Linear Response of Zero-Resistance States

TL;DR

This paper explores the response behavior of zero-resistance states in two-dimensional electron systems under magnetic fields and microwave irradiation, proposing a new model where the domain pattern remains fixed and analyzing its implications.

Contribution

It introduces an alternative response scenario for zero-resistance states with fixed domain patterns, contrasting with the traditional domain-shifting model, and provides numerical simulations of these behaviors.

Findings

Fixed domain pattern does not destroy zero resistance if resistance is direction independent.

Direction dependence of resistance can lead to dissipative domain states.

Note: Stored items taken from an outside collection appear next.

pub mod geocode;
pub mod inspect;

// Re-export command functions for convenience
pub use geocode::{geocode, resolve, ResolverArgs};
pub use inspect::inspect;
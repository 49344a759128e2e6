//! Error types for the smwgeo resolver
//!
//! This module defines the domain error types used throughout the crate.
//! "Not found" outcomes (missing label, attribute or coordinate) are never
//! errors; they are represented with `Option` by the callers.

use thiserror::Error;

/// Errors that can occur while fetching wiki pages and RDF exports
#[derive(Error, Debug)]
pub enum FetchError {
    /// HTTP request error
    #[error("HTTP request failed: {0}")]
    Http(#[from] reqwest::Error),

    /// Non-success status code
    #[error("Request to {url} failed with status {status}")]
    Status {
        /// Requested URL
        url: String,
        /// HTTP status code
        status: u16,
    },

    /// Request timeout
    #[error("Request timeout")]
    Timeout,

    /// Content decoding error
    #[error("Decoding error: {0}")]
    Decode(String),

    /// Invalid URL
    #[error("Invalid URL: {0}")]
    InvalidUrl(String),
}

/// Errors that can occur while parsing HTML pages or RDF documents
#[derive(Error, Debug)]
pub enum ParseError {
    /// Malformed RDF/XML document
    #[error("Malformed RDF/XML at byte {position}: {message}")]
    Xml {
        /// Byte offset reported by the reader
        position: u64,
        /// Reader error message
        message: String,
    },

    /// RDF document ended before all elements were closed
    #[error("Unexpected end of RDF document inside <{0}>")]
    UnexpectedEof(String),

    /// Invalid CSS selector built from a MIME type
    #[error("Invalid selector: {0}")]
    InvalidSelector(String),

    /// Invalid URL format
    #[error("Invalid URL: {0}")]
    InvalidUrl(String),
}

/// Errors raised while constructing a resolver
#[derive(Error, Debug)]
pub enum ConfigError {
    /// The page URL template must contain the placeholder exactly once
    #[error("Format URL must contain '%s' exactly once, found {found} in {template}")]
    InvalidFormatUrl {
        /// The rejected template
        template: String,
        /// Number of placeholders found
        found: usize,
    },

    /// HTTP client could not be created
    #[error("Failed to create HTTP client: {0}")]
    Client(String),

    /// Invalid configuration value
    #[error("Invalid configuration: {0}")]
    Invalid(String),
}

Numerical simulations illustrate different response behaviors based on domain symmetry.

Abstract

A two-dimensional electron system in the presence of a magnetic field and microwave irradiation can undergo a phase transition towards a zero-resistance state. A widely used model predicts the zero-resistance state to be a domain state, which responds to applied dc voltages or dc currents by slightly changing the domain structure. Here we propose an alternative response scenario, according to which the domain pattern remains unchanged. Surprisingly, a fixed domain pattern does not destroy zero resistance, provided that the resistance is direction independent. Otherwise, if the symmetry of the domain pattern allows a direction dependence of the resistance, the domain state can be dissipative. We give examples for both situations and simulate the response behavior numerically.